Knowledge about the benefit-to-harm balance of alternative treatment options is central to high-quality patient care. Traditionally, the experiment [randomized controlled trial (RCT) or natural experiment] has been at the top of the ‘hierarchy of evidence’ as the gold standard for evidence-based medicine, especially for therapeutic choices [1]. Bias-reducing features of the RCTs—random treatment assignment with the expectation of zero net confounding at baseline; restriction to uniform patient populations; blinding; and standardized data collection (all combined with underlying statistical theory)—are ways to maximize internal validity. In contrast to the traditional hierarchy of evidence [1], the emerging consensus among clinical epidemiologists is to move away from judging a study’s validity based only on its design type [25]. This consensus arises from an appreciation that some purported benefits of experimental designs are not always realized in practice (e.g., the baseline prognostic balance achieved by randomization is often upset during follow-up). Nor do the internally valid results of RCTs apply in all settings of routine clinical care because of the inevitable validity–generalizability tradeoffs of RCTs [25, 6••, 79]. As well, ethical, practical, and financial considerations dictate that most epidemiologic research be observational, including studies of comparative effectiveness and comparative safety of treatments [10]. Thus, observational studies comparing treatments are increasingly advocated and implemented [6••, 11]. Novel designs that combine advantages of randomized and non-randomized approaches (such as lowering the tradeoff between internal and external validity in pragmatic trials or reliance on new-user designs [12, 13••]) help mitigate the disadvantages of both approaches, aiding the acceptance of non-experimental methods in the clinical research community. Modern design and analytic approaches to reducing or quantifying systematic errors in observational research include propensity score methods, marginal structural models, instrumental variables, external adjustment, and bias analyses [2, 12, 1419]. Choosing and correctly implementing study design is a prerequisite for subsequent valid application of different analytic techniques.

Although clinicians have routinely compared harms and benefits of treatments for their patients in an informal way, the concept of systematic comparative effectiveness research (CER) is relatively new. For example, the 2008 edition of the Dictionary of Epidemiology did not yet contain an entry for CER [20]. In 2009, the Institute of Medicine defined CER as “generation and synthesis of evidence that compares the benefits or harms of alternative methods to prevent, diagnose, treat, and monitor clinical conditions, or to improve the delivery of care” [21]. CER thus encompasses studies (1) directly or indirectly comparing safety and/or effectiveness of active treatments for the same indication; (2) carried out in routine clinical practice; and (3) aiming to help clinicians, regulators, and policy makers to make evidence-based decisions.
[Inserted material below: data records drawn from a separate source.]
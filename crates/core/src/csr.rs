use std::ops::Range;

use common::error::Error;
use common::types::Edge;

pub enum AddEdgeResult {
    Success,
    RebuildNeeded(Vec<Edge>),
}

/// Graph in Compressed Sparse Row (CSR) format for fast graph traversal.
///
/// CSR format stores outgoing edges of each node contiguously in memory:
/// - `node_pointers[u]..node_pointers[u+1]` → edges from node `u`
/// - `edge_targets[i]` -> target node of edge `i`
/// - `edge_weights[i]` -> weight of edge `i`
/// - `edge_source_by_index[i]` -> source node of edge `i`
///
/// A reverse index lists the edges entering each node:
/// - `in_pointers[v]..in_pointers[v+1]` → positions in `in_edges`
/// - `in_edges[k]` -> CSR index of an edge whose target is `v`
///
/// Weights are stored as given and may be negative.
/// Pending updates are batched and applied on rebuild to maintain efficiency.
#[derive(Debug, Clone)]
pub struct GraphCSR {
    pub num_nodes: usize,
    pub node_pointers: Vec<usize>,
    pub edge_targets: Vec<usize>,
    pub edge_weights: Vec<f64>,
    pub edge_source_by_index: Vec<usize>,
    pub in_pointers: Vec<usize>,
    pub in_edges: Vec<usize>,
    pub rebuild_limit: usize,
    pub pending_updates: Vec<Edge>,
}

struct CsrArrays {
    node_pointers: Vec<usize>,
    edge_targets: Vec<usize>,
    edge_weights: Vec<f64>,
    edge_source_by_index: Vec<usize>,
    in_pointers: Vec<usize>,
    in_edges: Vec<usize>,
}

impl GraphCSR {
    /// Creates a new CSR graph from a list of edges `(src, dst, weight)`.
    ///
    /// Edges are stored sorted by source node to ensure contiguous blocks
    /// for each node and fast traversal. Parallel edges are kept.
    ///
    /// # Arguments
    /// - `num_nodes`: minimum number of nodes (graph indices: 0..num_nodes-1).
    ///   Grown if an edge references a larger index.
    /// - `edges`: slice of `(src, dst, weight)` tuples
    /// - `rebuild_limit`: number of pending updates before triggering rebuild
    ///
    /// # Returns
    /// A fully initialized `GraphCSR` instance.
    pub fn from_edges(num_nodes: usize, edges: &mut [Edge], rebuild_limit: usize) -> Self {
        edges.sort_by_key(|(src, _, _)| *src);

        let num_nodes = num_nodes.max(Self::node_count_for(edges));
        let arrays = Self::build_csr_from_edges(num_nodes, edges);

        let mut graph = Self {
            num_nodes,
            node_pointers: Vec::new(),
            edge_targets: Vec::new(),
            edge_weights: Vec::new(),
            edge_source_by_index: Vec::new(),
            in_pointers: Vec::new(),
            in_edges: Vec::new(),
            rebuild_limit,
            pending_updates: Vec::new(),
        };
        graph.commit(num_nodes, arrays);
        graph
    }

    fn node_count_for(edges: &[Edge]) -> usize {
        edges
            .iter()
            .flat_map(|&(u, v, _)| [u, v])
            .max()
            .map_or(0, |max_id| max_id.saturating_add(1))
    }

    /// Internal helper to construct all necessary arrays for the Compressed Sparse Row (CSR) format.
    ///
    /// Uses the two-pass counting technique twice: once keyed by source for
    /// the forward layout, once keyed by target for the incoming index.
    ///
    /// `edge_source_by_index` enables O(1) reverse lookups from any edge index
    /// to its originating source node, which the mean-cycle solver needs when
    /// it walks incoming edges and policy arcs.
    fn build_csr_from_edges(num_nodes: usize, edges: &[Edge]) -> CsrArrays {
        let m = edges.len();
        let mut node_pointers = vec![0; num_nodes + 1];

        for &(u, _, _) in edges {
            node_pointers[u + 1] += 1;
        }

        for i in 1..=num_nodes {
            node_pointers[i] += node_pointers[i - 1];
        }

        let mut edge_targets = vec![0; m];
        let mut edge_weights = vec![0.0; m];
        let mut edge_source_by_index = vec![0; m];

        let mut cursor = node_pointers.clone();

        for &(u, v, weight) in edges {
            let pos = cursor[u]; // Get the next available position for node 'u'
            edge_weights[pos] = weight;
            edge_targets[pos] = v;
            edge_source_by_index[pos] = u;

            // Advance the cursor for node 'u' to point to the next free slot.
            cursor[u] += 1;
        }

        let mut in_pointers = vec![0; num_nodes + 1];
        for &v in &edge_targets {
            in_pointers[v + 1] += 1;
        }
        for i in 1..=num_nodes {
            in_pointers[i] += in_pointers[i - 1];
        }

        let mut in_edges = vec![0; m];
        let mut in_cursor = in_pointers.clone();
        for (edge_idx, &v) in edge_targets.iter().enumerate() {
            in_edges[in_cursor[v]] = edge_idx;
            in_cursor[v] += 1;
        }

        CsrArrays {
            node_pointers,
            edge_targets,
            edge_weights,
            edge_source_by_index,
            in_pointers,
            in_edges,
        }
    }

    fn commit(&mut self, num_nodes: usize, arrays: CsrArrays) {
        self.num_nodes = num_nodes;
        self.node_pointers = arrays.node_pointers;
        self.edge_targets = arrays.edge_targets;
        self.edge_weights = arrays.edge_weights;
        self.edge_source_by_index = arrays.edge_source_by_index;
        self.in_pointers = arrays.in_pointers;
        self.in_edges = arrays.in_edges;
    }

    pub fn num_edges(&self) -> usize {
        self.edge_targets.len()
    }

    /// CSR index range of the edges leaving `u`.
    pub fn outgoing(&self, u: usize) -> Range<usize> {
        self.node_pointers[u]..self.node_pointers[u + 1]
    }

    /// CSR indices of the edges entering `v`.
    pub fn incoming(&self, v: usize) -> &[usize] {
        &self.in_edges[self.in_pointers[v]..self.in_pointers[v + 1]]
    }

    /// Returns the edge stored at CSR index `edge_idx` as `(src, dst, weight)`.
    ///
    /// # Errors
    /// Returns `Error::InvalidGraph` if `edge_idx` is out of bounds.
    pub fn edge(&self, edge_idx: usize) -> Result<Edge, Error> {
        let u = self.get_edge_source_node(edge_idx)?;
        Ok((u, self.edge_targets[edge_idx], self.edge_weights[edge_idx]))
    }

    /// O(1) lookup for the source node of a given edge index.
    ///
    /// # Errors
    /// Returns `Error::InvalidGraph` if `edge_idx` is out of bounds.
    pub fn get_edge_source_node(&self, edge_idx: usize) -> Result<usize, Error> {
        self.edge_source_by_index
            .get(edge_idx)
            .copied()
            .ok_or(Error::InvalidGraph)
    }

    /// Returns true if `v` has an edge to itself.
    ///
    /// # Errors
    /// Returns `Error::NodeIndexOutOfBounds` if `v` is not a node of the graph.
    pub fn has_self_loop(&self, v: usize) -> Result<bool, Error> {
        if v >= self.num_nodes {
            return Err(Error::NodeIndexOutOfBounds(v));
        }
        Ok(self.outgoing(v).any(|i| self.edge_targets[i] == v))
    }

    /// Attempts to add a batch of new edges to the internal buffer.
    /// If the buffer limit is reached, it atomically extracts (via O(1) swap)
    /// the full accumulated edge list and signals that a rebuild is required.
    pub fn add_edges_and_extract_data(&mut self, edges: Vec<Edge>) -> AddEdgeResult {
        self.pending_updates.extend(edges);

        if self.pending_updates.len() >= self.rebuild_limit {
            let edges_to_rebuild = std::mem::take(&mut self.pending_updates);

            return AddEdgeResult::RebuildNeeded(edges_to_rebuild);
        }
        AddEdgeResult::Success
    }

    /// Fully rebuilds the CSR structure by incorporating a new set of edges.
    ///
    /// This is the public interface for the Writer's commit phase.
    /// Steps involve extracting existing CSR edges, merging them with `new_edges`,
    /// sorting/deduplicating by `(src, dst)` with the newest weight winning,
    /// growing the node count if needed, and committing the new CSR arrays.
    /// The cost is high (O(E log E)).
    pub fn rebuild_with_edges(&mut self, new_edges: Vec<Edge>) {
        let mut edges: Vec<Edge> = Vec::with_capacity(self.edge_targets.len() + new_edges.len());

        // Extract existing edges
        for src in 0..self.num_nodes {
            for j in self.outgoing(src) {
                edges.push((src, self.edge_targets[j], self.edge_weights[j]));
            }
        }

        let mut new_edges = new_edges;
        edges.append(&mut new_edges);

        // Stable sort keeps arrival order within a key; reversing puts the
        // newest duplicate first so dedup keeps it.
        edges.sort_by_key(|&(src, dst, _)| (src, dst));
        edges.reverse();
        edges.dedup_by_key(|(src, dst, _)| (*src, *dst));
        edges.reverse();

        let num_nodes = self.num_nodes.max(Self::node_count_for(&edges));
        let arrays = Self::build_csr_from_edges(num_nodes, &edges);
        self.commit(num_nodes, arrays);
    }
}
In addition to scientific aims, CER studies initiated outside academic institutions may have explicit practical goals, including formulation of guidelines, standards of care, safety regulations, or reimbursement policies [22]. Thus, clinical decision making and policy are much more prominent in planning CER studies in non-academic settings than in conventional investigator-initiated studies in academia [22, 23].
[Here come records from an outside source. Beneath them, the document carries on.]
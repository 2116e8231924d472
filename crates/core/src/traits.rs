use super::csr::GraphCSR;
use common::{
    error::Error,
    types::{CyclePath, MeanCycleSearch},
};

/// Trait for graph solvers capable of finding a minimum mean cycle.
pub trait GraphSolver {
    /// Searches the whole graph for a cycle of minimal mean weight.
    ///
    /// Returns `Ok(search)` with `search.cycle == None` if the graph has no
    /// cycle, or `Err(e)` on a broken graph or solver invariant.
    fn find_minimum_mean_cycle(&self, graph: &GraphCSR) -> Result<MeanCycleSearch, Error>;

    /// Mean of the minimum mean cycle, or positive infinity if none exists.
    fn cycle_mean(&self, graph: &GraphCSR) -> Result<f64, Error> {
        Ok(self.find_minimum_mean_cycle(graph)?.mean())
    }

    /// The closed walk realizing the minimum mean, if any.
    fn cycle(&self, graph: &GraphCSR) -> Result<Option<CyclePath>, Error> {
        Ok(self.find_minimum_mean_cycle(graph)?.cycle)
    }
}

/// Partitions a graph into vertex-disjoint groups such that every cycle lies
/// entirely inside one group.
///
/// Implementations must return each vertex exactly once. Groups may be
/// returned in any order; the solver processes them in the order given.
pub trait ComponentDecomposer: Send + Sync {
    fn decompose(&self, graph: &GraphCSR) -> Vec<Vec<usize>>;
}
Guidelines relevant to CER have been published by several authorities [8, 9, 2428], with some of these publications eliciting critique and calls for harmonization [29, 30•]. Investigators embarking on a CER study should start by consulting the Guidelines for Good Pharmacoepidemiology Practice (GPP), maintained by the International Society for Pharmacoepidemiology (ISPE) [30•]. The Good Research for Comparative Effectiveness (GRACE) principles specify the following questions to be considered when assessing study quality [25]: (1) whether the study plans (including research questions, main comparisons, outcomes, etc.) were specified before the study was conducted; (2) whether the study was conducted and analyzed in a manner consistent with good practices and reported in sufficient detail for evaluation and replication; and (3) how valid the interpretation of the CER study is for the population of interest, assuming sound methods and appropriate follow-up.
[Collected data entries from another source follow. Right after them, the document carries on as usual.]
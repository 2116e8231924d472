use thiserror::Error;

#[derive(Debug, Error, PartialEq)]
pub enum Error {
    /// A solver or executor setting was rejected at construction time.
    #[error("Invalid configuration: {0}")]
    InvalidConfiguration(String),

    /// Indicates an attempt to access a node index that exceeds the graph size (N).
    #[error("Node index {0} is out of bounds.")]
    NodeIndexOutOfBounds(usize),

    /// Indicates a structural inconsistency found during graph processing or validation.
    #[error("Graph structure is invalid or inconsistent.")]
    InvalidGraph,

    /// Failed to trace the full cycle path, usually due to a broken policy chain.
    #[error("Cycle path reconstruction failed due to broken policy chain.")]
    CycleReconstructionFailed,
}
With these questions in mind, we provide a non-technical overview of essential prerequisites for high-quality CER studies from a clinical epidemiology standpoint, keeping in mind the potentially divergent agendas of investigators and other stakeholders. We discuss the essentials of study planning, implementation, and publication of results, focusing on observational studies that generate evidence addressing different dimensions of the harm–benefit profiles of therapies.

Study Planning

The Stakeholders and the Aim

The aim of a CER study should be clearly and unambiguously defined and should meet criteria for good research, e.g., the FINER [31] or PICOTS [32] criteria. The FINER criteria state that the proposed research should be feasible (in terms of number of patients and sources of data, technical expertise, expenditure of time and money, and manageable scope); interesting (to the clinical community as well as the investigator); novel (in terms of extending and improving previous research); ethical; and relevant (to scientific knowledge, clinical health policies, or future research). The parameters for good research to be considered according to PICOTS include the population (condition(s), disease severity and stage, co-morbidities, and patient demographics), the intervention (dosage, frequency, and method of administration), comparator (placebo, usual care, or active control),the outcome (morbidity, mortality, or quality of life), the timing (duration of follow-up), and the setting (primary, specialty, inpatient, and co-interventions).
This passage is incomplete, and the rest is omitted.